A conversation with Dario Amodei and Daniela Amodei

This session reiterated Dario's view that models are continuing to improve exponentially. While the focus so far has been on individual productivity, Dario suggested models will soon be capable of performing tasks on behalf of entire teams, business units, and even organizations. Models have been heavily applied to coding tasks because code is inherently verifiable, but Dario shared that Anthropic is investing in research to make models better at verification — opening the door to many more domains.

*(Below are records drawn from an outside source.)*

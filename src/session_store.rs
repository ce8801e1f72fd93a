//! Mapping from `sessionId` to session record (§4.3).
//!
//! Each session is individually `tokio::sync::Mutex`-guarded behind a
//! `DashMap`, so handling one session's message never blocks another
//! session's handler — the sharded-lock pattern grounded on the pack's
//! `SessionRegistry` (`DashMap<Uuid, Arc<SessionState>>` keyed per room).
//! A global lock would serialize unrelated sessions for no reason; this
//! gives per-session serialization instead, matching §5's requirement that
//! concurrent mutations to *one* session be linearized without constraining
//! ordering across sessions.

use std::sync::Arc;

use dashmap::DashMap;
use tokio::sync::Mutex;

use crate::model::Session;

/// Concurrent `sessionId → Session` map.
#[derive(Debug, Default)]
pub struct SessionStore {
    sessions: DashMap<String, Arc<Mutex<Session>>>,
}

impl SessionStore {
    pub fn new() -> Self {
        Self {
            sessions: DashMap::new(),
        }
    }

    /// Returns the session handle for `session_id`, if present.
    pub fn get(&self, session_id: &str) -> Option<Arc<Mutex<Session>>> {
        self.sessions.get(session_id).map(|entry| Arc::clone(entry.value()))
    }

    /// Inserts a freshly created session. Panics in debug builds would be
    /// inappropriate here — callers are expected to have already checked
    /// `get()` returned `None`; inserting over an existing id silently
    /// replaces it, matching a `DashMap::insert`'s normal semantics.
    pub fn put(&self, session: Session) -> Arc<Mutex<Session>> {
        let handle = Arc::new(Mutex::new(session));
        self.sessions.insert(handle_session_id(&handle), Arc::clone(&handle));
        handle
    }

    pub fn remove(&self, session_id: &str) -> Option<Arc<Mutex<Session>>> {
        self.sessions.remove(session_id).map(|(_, handle)| handle)
    }

    /// All session ids currently in the store. Snapshotted to a `Vec` so
    /// callers can lock each session in turn without holding a `DashMap`
    /// shard guard across an `.await`.
    pub fn ids(&self) -> Vec<String> {
        self.sessions.iter().map(|entry| entry.key().clone()).collect()
    }

    pub fn len(&self) -> usize {
        self.sessions.len()
    }

    pub fn is_empty(&self) -> bool {
        self.sessions.is_empty()
    }
}

/// `put` takes ownership of `Session` before it's behind the `Mutex`, so we
/// need a synchronous peek at its id; `try_lock` is safe here because the
/// handle was just constructed and nothing else can hold the lock yet.
fn handle_session_id(handle: &Arc<Mutex<Session>>) -> String {
    handle
        .try_lock()
        .expect("freshly constructed session mutex is uncontended")
        .session_id
        .clone()
}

Running an AI-native engineering org

Fiona Fung shares how she helped structure Anthropic and the Claude Code team to operate as an "AI-native engineering organization". Coding is no longer the bottleneck for teams all-in on agentic coding. Fiona explains how norms need to be reconsidered. Fiona walks through her guiding principles of "Claudify everything" and giving teams explicit permission to kill processes.

The thinking lever

Matt Bleifer explains the concept of test-time computation and how different combinations of thinking and model choice result in remarkably different cost and quality trade-offs. I found his comparisons of traffic simulations across models at different thinking levels to be a great visual illustration of the concepts he was covering.

Getting more out of the Claude Platform

Brad Abrams shares advice on getting better results from Claude for less cost by intentionally focusing on context management and prompt caching. Attendees were encouraged to use patterns such as the advisor-executor strategy, where a more capable model advises a less capable one, to keep costs under control.

How Datadog built a universal machine tool for Claude Code

Sesh Nalla shares how Datadog designed and uses Temper, a framework that moves software development into a more regimented agentic process focused on validation, coordination, verification, and operations. Sesh suggests that software engineering is quickly moving to a world where engineers guide systems to evolve by providing feedback and validation rather than writing code line by line.

The capability curve

Alex Albert reiterates the remarkable exponential improvement of models. Today's models are far more capable of planning and running autonomously for extended periods. He stresses the importance of evals and planning for the future. Tasks that seem impossible today may be possible in a few months or a year.

If you're building with AI, the recordings are well worth the time. I'll likely revisit several of them as I work through the takeaways from my original post.